Institutional appetite for stablecoins has nonetheless grown on both sides of the Atlantic. A Fireblocks report, based on a March 2025 survey of 295 finance executives, found that a substantial share of institutions already use stablecoins for payments, according to BeInCrypto's coverage of the survey — though the figures could not be independently verified from the primary Fireblocks document. Separately, stablecoin mentions in SEC filings and investor presentations peaked at roughly 1,000 in the first quarter of 2026, per BeInCrypto's reporting on the same survey data. In the United States, SEC staff stated on February 19 that broker-dealers may apply a two percent capital haircut to payment stablecoins, treating them as near-cash — a regulatory posture that contrasts sharply with the ECB's position that private tokens are structurally unsuitable for wholesale settlement.
The divergence between European and American regulatory trajectories matters directly for real estate tokenization. Cross-border tokenized real estate transactions — where a European property is tokenized on a DLT platform, distributed to international investors, and settled in a stablecoin — face the prospect of operating under two incompatible settlement regimes. The ECB's insistence on central bank money for the euro leg would require platforms to integrate with Pontes or a future Appia-compliant interface, rather than routing settlement through USDC or a euro stablecoin issued by a commercial bank.
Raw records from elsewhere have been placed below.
impl InteractionCoordinator {
    /// Wire up the coordinator from config and the two inference
    /// engines. Returns the coordinator and the receiver for turn
    /// events.
    ///
    /// `tts_engine` is optional; without it voice output is disabled
    /// regardless of config.
    ///
    /// # Errors
    ///
    /// Returns an error if a client or worker cannot be constructed.
    pub fn new(
        config: AppConfig,
        stt_engine: Box<dyn SpeechToText>,
        tts_engine: Option<Box<dyn TextToSpeech>>,
    ) -> Result<(Self, mpsc::UnboundedReceiver<TurnEvent>)> {
        let llm = OllamaClient::new(&config.llm)?;
        let memory = MemoryOrchestrator::new(&config.memory)?;
        let bridge = AudioBridge::new(config.audio.clone());

        let mut stt_engine = stt_engine;
        let stt = InferenceWorker::spawn("selkie-stt", move |utterance: Utterance| {
            stt_engine.transcribe(&utterance)
        })?;

        let tts = match tts_engine {
            Some(mut engine) => {
                let sample_rate = engine.sample_rate();
                let worker = InferenceWorker::spawn("selkie-tts", move |text: String| {
                    engine.synthesize(&text)
                })?;
                Some(SynthesisStage {
                    worker,
                    sample_rate,
                })
            }
            None => None,
        };

        let (events, events_rx) = mpsc::unbounded_channel();

        Ok((
            Self {
                config,
                llm,
                memory,
                bridge,
                stt,
                tts,
                events,
                log: Mutex::new(SessionLog::new()),
                active: AtomicBool::new(false),
                cancel: Arc::new(Mutex::new(CancellationToken::new())),
                stop: Arc::new(Mutex::new(CancellationToken::new())),
            },
            events_rx,
        ))
    }

    /// Handle for cancelling or stopping the active turn.
    pub fn controller(&self) -> TurnController {
        TurnController {
            cancel: Arc::clone(&self.cancel),
            stop: Arc::clone(&self.stop),
        }
    }

    /// Probe both remote services, returning (generation, memory)
    /// reachability.
    pub async fn check_services(&self) -> (bool, bool) {
        tokio::join!(self.llm.check_connection(), self.memory.check_connection())
    }

    /// Export the session transcript as JSON Lines.
    ///
    /// # Errors
    ///
    /// Returns an error if the write fails.
    pub fn export_transcript(&self, path: &std::path::Path) -> Result<()> {
        self.log
            .lock()
            .unwrap_or_else(PoisonError::into_inner)
            .export_jsonl(path)
    }

    /// Run one typed turn.
    ///
    /// # Errors
    ///
    /// Returns an error only when another turn is already active;
    /// in-turn failures surface as notices and the outcome.
    pub async fn text_turn(&self, text: &str, character: &Character) -> Result<TurnOutcome> {
        let _turn = self.begin_turn()?;
        let cancel = self.current_cancel();
        let outcome = self.run_exchange(text.to_owned(), character, &cancel).await;
        self.finish(&outcome);
        Ok(outcome)
    }

    /// Run one spoken turn: capture, transcribe, then the shared
    /// exchange path.
    ///
    /// # Errors
    ///
    /// Returns an error only when another turn is already active.
    pub async fn voice_turn(&self, character: &Character) -> Result<TurnOutcome> {
        let _turn = self.begin_turn()?;
        let cancel = self.current_cancel();
        let stop = self.current_stop();

        self.emit(TurnEvent::Phase(TurnPhase::Capturing));
        // `stop` ends the recording window and keeps the audio; dropping
        // the capture future on `cancel` releases the device and aborts.
        let captured = tokio::select! {
            result = self.bridge.capture(&stop) => result,
            _ = cancel.cancelled() => {
                let outcome = self.abort("turn cancelled");
                self.finish(&outcome);
                return Ok(outcome);
            }
        };

        let utterance = match captured {
            Ok(utterance) => utterance,
            Err(e) => {
                let outcome = self.abort(&format!("audio device failed: {e}"));
                self.finish(&outcome);
                return Ok(outcome);
            }
        };

        let outcome = self.run_utterance(utterance, character, &cancel).await;
        self.finish(&outcome);
        Ok(outcome)
    }

    /// Run the spoken-turn path below capture. Used by [`Self::voice_turn`]
    /// and directly by frontends that source audio elsewhere.
    ///
    /// # Errors
    ///
    /// Returns an error only when another turn is already active.
    pub async fn utterance_turn(
        &self,
        utterance: Utterance,
        character: &Character,
    ) -> Result<TurnOutcome> {
        let _turn = self.begin_turn()?;
        let cancel = self.current_cancel();
        let outcome = self.run_utterance(utterance, character, &cancel).await;
        self.finish(&outcome);
        Ok(outcome)
    }

    async fn run_utterance(
        &self,
        utterance: Utterance,
        character: &Character,
        cancel: &CancellationToken,
    ) -> TurnOutcome {
        if utterance.is_empty() {
            return self.abort("heard nothing — try again or type instead");
        }

        self.emit(TurnEvent::Phase(TurnPhase::Transcribing));
        let timeout = Duration::from_secs(self.config.stt.timeout_secs.max(1));
        let transcript = match self.stt.submit(utterance, timeout, cancel).await {
            Ok(Ok(transcript)) => transcript,
            Ok(Err(e)) => {
                warn!("transcription failed: {e}");
                Transcript::failed()
            }
            Err(PipelineError::Cancelled) => {
                return self.abort("turn cancelled");
            }
            Err(e) => {
                warn!("transcription worker unavailable: {e}");
                Transcript::failed()
            }
        };

        match transcript.status {
            TranscriptStatus::Ok => {
                self.emit(TurnEvent::Transcript(transcript.text.clone()));
                self.run_exchange(transcript.text, character, cancel).await
            }
            TranscriptStatus::Empty => {
                self.abort("didn't catch that — try again or type instead")
            }
            TranscriptStatus::Failed => {
                self.abort("transcription failed — try again or type instead")
            }
        }
    }

    /// The shared path for one exchange: recall, generate, store, speak.
    async fn run_exchange(
        &self,
        user_text: String,
        character: &Character,
        cancel: &CancellationToken,
    ) -> TurnOutcome {
        let user_turn = ConversationTurn::new(Role::User, user_text.clone());

        // ── Querying ──────────────────────────────────────────────
        self.emit(TurnEvent::Phase(TurnPhase::Querying));
        let memories = tokio::select! {
            result = self.memory.recall(&user_text, character) => match result {
                Ok(records) => records,
                Err(e) => {
                    debug!("memory recall failed: {e}");
                    self.emit(TurnEvent::Notice(
                        "memory unavailable — continuing without context".into(),
                    ));
                    Vec::new()
                }
            },
            _ = cancel.cancelled() => return self.abort("turn cancelled"),
        };

        // ── Generating ────────────────────────────────────────────
        self.emit(TurnEvent::Phase(TurnPhase::Generating));
        let request = {
            let log = self.log.lock().unwrap_or_else(PoisonError::into_inner);
            llm::build_request(
                character,
                &memories,
                log.tail(self.config.llm.history_window),
                &user_text,
                &self.config.llm,
                self.config.memory.context_limit,
            )
        };

        let stream_cancel = cancel.child_token();
        let mut stream = self.llm.stream_generate(&request, stream_cancel.clone());
        let deadline = tokio::time::Instant::now()
            + Duration::from_secs(self.config.turn.generation_timeout_secs.max(1));

        let mut reply_text = String::new();
        let mut reply_complete = false;
        let mut generation_fault: Option<String> = None;

        let finished = loop {
            let event = tokio::select! {
                event = stream.next() => event,
                _ = cancel.cancelled() => break false,
                _ = tokio::time::sleep_until(deadline) => {
                    stream_cancel.cancel();
                    break false;
                }
            };

            match event {
                Some(ReplyEvent::Fragment(text)) => {
                    reply_text.push_str(&text);
                    self.emit(TurnEvent::ReplyFragment(text));
                }
                Some(ReplyEvent::Done) => {
                    reply_complete = true;
                    break true;
                }
                Some(ReplyEvent::Failed(message)) => {
                    generation_fault = Some(message);
                    break true;
                }
                None => {
                    // The producer only stops without a terminal event
                    // when it observed cancellation first.
                    if cancel.is_cancelled() {
                        break false;
                    }
                    generation_fault = Some("reply stream closed unexpectedly".into());
                    break true;
                }
            }
        };

        if !finished {
            // Cancellation or stage timeout: drop the stream (closing the
            // connection) and abort without storing.
            drop(stream);
            return self.abort("turn cancelled");
        }

        if let Some(message) = generation_fault {
            warn!("generation fault after {} chars: {message}", reply_text.len());
            self.emit(TurnEvent::Notice(format!(
                "reply interrupted — keeping what arrived ({message})"
            )));
        }

        let assistant_turn = if reply_text.is_empty() {
            None
        } else {
            let tags = if reply_complete {
                Vec::new()
            } else {
                vec!["incomplete".to_owned()]
            };
            Some(ConversationTurn::with_tags(
                Role::Assistant,
                reply_text.clone(),
                tags,
            ))
        };

        self.emit(TurnEvent::ReplyFinished {
            text: reply_text.clone(),
            complete: reply_complete,
        });

        // ── Storing ───────────────────────────────────────────────
        // Both stores run concurrently with no mutual ordering; either
        // failure is reported and neither blocks the other or the turn.
        self.emit(TurnEvent::Phase(TurnPhase::Storing));
        match &assistant_turn {
            Some(assistant) => {
                let (user_stored, assistant_stored) = self
                    .memory
                    .store_exchange(&user_turn, assistant, character)
                    .await;
                self.report_store("your message", user_stored);
                self.report_store("the reply", assistant_stored);
            }
            None => {
                let user_stored = self.memory.store_turn(&user_turn, character).await;
                self.report_store("your message", user_stored);
            }
        }

        {
            let mut log = self.log.lock().unwrap_or_else(PoisonError::into_inner);
            log.append(user_turn.clone());
            if let Some(ref assistant) = assistant_turn {
                log.append(assistant.clone());
            }
        }

        // ── Speaking ──────────────────────────────────────────────
        if let Some(ref assistant) = assistant_turn
            && self.config.tts.speak_replies
        {
            self.speak(&assistant.text, cancel).await;
        }

        self.emit(TurnEvent::Phase(TurnPhase::Idle));
        TurnOutcome {
            user_turn: Some(user_turn),
            assistant_turn,
            reply_complete,
            aborted: false,
        }
    }

    async fn speak(&self, text: &str, cancel: &CancellationToken) {
        let Some(ref stage) = self.tts else {
            return;
        };

        self.emit(TurnEvent::Phase(TurnPhase::Speaking));
        let timeout = Duration::from_secs(self.config.tts.timeout_secs.max(1));
        let samples = match stage.worker.submit(text.to_owned(), timeout, cancel).await {
            Ok(Ok(samples)) => samples,
            Ok(Err(e)) => {
                self.emit(TurnEvent::Notice(format!("speech synthesis failed: {e}")));
                return;
            }
            Err(_) => {
                debug!("synthesis cancelled");
                return;
            }
        };

        if let Err(e) = self.bridge.play(samples, stage.sample_rate, cancel).await {
            self.emit(TurnEvent::Notice(format!("playback failed: {e}")));
        }
    }

    fn report_store(&self, what: &str, outcome: Result<String>) {
        match outcome {
            Ok(id) => debug!("stored {what} as {id}"),
            Err(e) => {
                warn!("failed to store {what}: {e}");
                self.emit(TurnEvent::Notice(format!(
                    "couldn't save {what} to memory — continuing"
                )));
            }
        }
    }

    fn abort(&self, notice: &str) -> TurnOutcome {
        self.emit(TurnEvent::Notice(notice.to_owned()));
        self.emit(TurnEvent::Phase(TurnPhase::Aborted));
        self.emit(TurnEvent::Phase(TurnPhase::Idle));
        TurnOutcome::aborted()
    }

    fn finish(&self, outcome: &TurnOutcome) {
        if !outcome.aborted {
            info!(
                "turn finished (reply_complete={}, reply={})",
                outcome.reply_complete,
                outcome.assistant_turn.is_some()
            );
        }
    }

    /// Claim the session for one turn, installing fresh cancellation
    /// tokens. A second turn while one is active is rejected, not
    /// queued.
    fn begin_turn(&self) -> Result<ActiveTurn<'_>> {
        if self
            .active
            .compare_exchange(false, true, Ordering::AcqRel, Ordering::Acquire)
            .is_err()
        {
            return Err(PipelineError::Pipeline(
                "a turn is already active — cancel it first".into(),
            ));
        }

        *self.cancel.lock().unwrap_or_else(PoisonError::into_inner) = CancellationToken::new();
        *self.stop.lock().unwrap_or_else(PoisonError::into_inner) = CancellationToken::new();

        Ok(ActiveTurn { flag: &self.active })
    }

    fn current_cancel(&self) -> CancellationToken {
        self.cancel
            .lock()
            .unwrap_or_else(PoisonError::into_inner)
            .clone()
    }

    fn current_stop(&self) -> CancellationToken {
        self.stop
            .lock()
            .unwrap_or_else(PoisonError::into_inner)
            .clone()
    }

    fn emit(&self, event: TurnEvent) {
        // The presentation layer may have gone away; events are best-effort.
        let _ = self.events.send(event);
    }
}
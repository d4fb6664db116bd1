//! Session transcript: the ordered record of conversation turns.
//!
//! Kept in memory for prompt context and exportable as JSON Lines (one
//! `{role, text, timestamp, tags}` object per line) for replay.

use crate::error::{PipelineError, Result};
use crate::pipeline::messages::ConversationTurn;
use std::path::Path;
use tracing::info;

/// Ordered log of the session's turns.
#[derive(Debug, Default)]
pub struct SessionLog {
    turns: Vec<ConversationTurn>,
}

impl SessionLog {
    /// Create an empty log.
    pub fn new() -> Self {
        Self::default()
    }

    /// Append a turn.
    pub fn append(&mut self, turn: ConversationTurn) {
        self.turns.push(turn);
    }

    /// The last `n` turns, oldest first.
    pub fn tail(&self, n: usize) -> &[ConversationTurn] {
        let start = self.turns.len().saturating_sub(n);
        &self.turns[start..]
    }

    /// All turns, oldest first.
    pub fn turns(&self) -> &[ConversationTurn] {
        &self.turns
    }

    /// Number of turns recorded.
    pub fn len(&self) -> usize {
        self.turns.len()
    }

    /// Whether the log is empty.
    pub fn is_empty(&self) -> bool {
        self.turns.is_empty()
    }

    /// Export the session as JSON Lines.
    ///
    /// Written to a temp file first and renamed into place so a failed
    /// export never leaves a truncated transcript.
    ///
    /// # Errors
    ///
    /// Returns an error if serialization or the write fails.
    pub fn export_jsonl(&self, path: &Path) -> Result<()> {
        let mut out = String::new();
        for turn in &self.turns {
            let line = serde_json::to_string(turn)
                .map_err(|e| PipelineError::Pipeline(format!("cannot serialize turn: {e}")))?;
            out.push_str(&line);
            out.push('\n');
        }

        if let Some(parent) = path.parent()
            && !parent.as_os_str().is_empty()
        {
            std::fs::create_dir_all(parent)?;
        }
        let tmp = path.with_extension("jsonl.tmp");
        std::fs::write(&tmp, out)?;
        std::fs::rename(&tmp, path)?;

        info!("exported {} turns to {}", self.turns.len(), path.display());
        Ok(())
    }

    /// Load a session from a JSON Lines transcript.
    ///
    /// # Errors
    ///
    /// Returns an error if the file cannot be read or a line fails to
    /// parse.
    pub fn import_jsonl(path: &Path) -> Result<Self> {
        let raw = std::fs::read_to_string(path)?;
        let mut turns = Vec::new();
        for (number, line) in raw.lines().enumerate() {
            if line.trim().is_empty() {
                continue;
            }
            let turn: ConversationTurn = serde_json::from_str(line).map_err(|e| {
                PipelineError::Pipeline(format!(
                    "bad transcript line {}: {e}",
                    number + 1
                ))
            })?;
            turns.push(turn);
        }
        Ok(Self { turns })
    }
}

#[cfg(test)]
mod tests {
    use super::*;
    use crate::pipeline::messages::Role;

    #[test]
    fn tail_returns_most_recent_turns() {
        let mut log = SessionLog::new();
        for text in ["a", "b", "c"] {
            log.append(ConversationTurn::new(Role::User, text));
        }
        let tail = log.tail(2);
        assert_eq!(tail.len(), 2);
        assert_eq!(tail[0].text, "b");
        assert_eq!(tail[1].text, "c");
    }

    #[test]
    fn tail_larger_than_log_returns_everything() {
        let mut log = SessionLog::new();
        log.append(ConversationTurn::new(Role::User, "only"));
        assert_eq!(log.tail(10).len(), 1);
    }

    #[test]
    fn export_import_round_trip() {
        let dir = tempfile::tempdir().expect("temp dir");
        let path = dir.path().join("session.jsonl");

        let mut log = SessionLog::new();
        log.append(ConversationTurn::new(Role::User, "explain TCP"));
        log.append(ConversationTurn::with_tags(
            Role::Assistant,
            "TCP is a transport protocol.",
            vec!["incomplete".to_owned()],
        ));
        log.export_jsonl(&path).expect("export");

        let loaded = SessionLog::import_jsonl(&path).expect("import");
        assert_eq!(loaded.len(), 2);
        assert_eq!(loaded.turns()[0].text, "explain TCP");
        assert_eq!(loaded.turns()[1].tags, vec!["incomplete".to_owned()]);
    }

    #[test]
    fn import_rejects_malformed_lines() {
        let dir = tempfile::tempdir().expect("temp dir");
        let path = dir.path().join("bad.jsonl");
        std::fs::write(&path, "{broken\n").expect("write file");
        assert!(SessionLog::import_jsonl(&path).is_err());
    }
}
Bitwise CIO Matt Hougan wrote in a June 10 memo that advisors now discuss stablecoins and tokenization more than Bitcoin — a shift that reflects how central the settlement question has become for asset managers evaluating tokenized product structures.
What the June 18 statement does not establish is also significant. Lagarde did not announce a specific regulatory measure, a revised MiCA proposal, or a timeline for restricting private stablecoin use in wholesale markets. The ECB has not disclosed whether Pontes will achieve interoperability with private DLT platforms operated by banks or asset managers outside the Eurosystem. The statement does not address whether tokenized bank deposits — a structure some European banks have proposed as a middle path between stablecoins and central bank digital currency — would satisfy the ECB's settlement finality requirements. Nor does it specify what enforcement mechanism, if any, the ECB would seek to apply to tokenized real estate platforms that continue to settle in USD stablecoins for cross-border transactions.
The immediate concrete effect of the June 18 statement is to reinforce the ECB's institutional position ahead of the August 2026 MiCA consultation deadline, lending central bank authority to the more restrictive policy options under review. It does not create a new legal obligation, identify a specific stablecoin issuer for regulatory action, or confirm that Pontes will be operational on any revised schedule — leaving platform operators and fund managers without a definitive settlement framework for tokenized assets denominated in euros.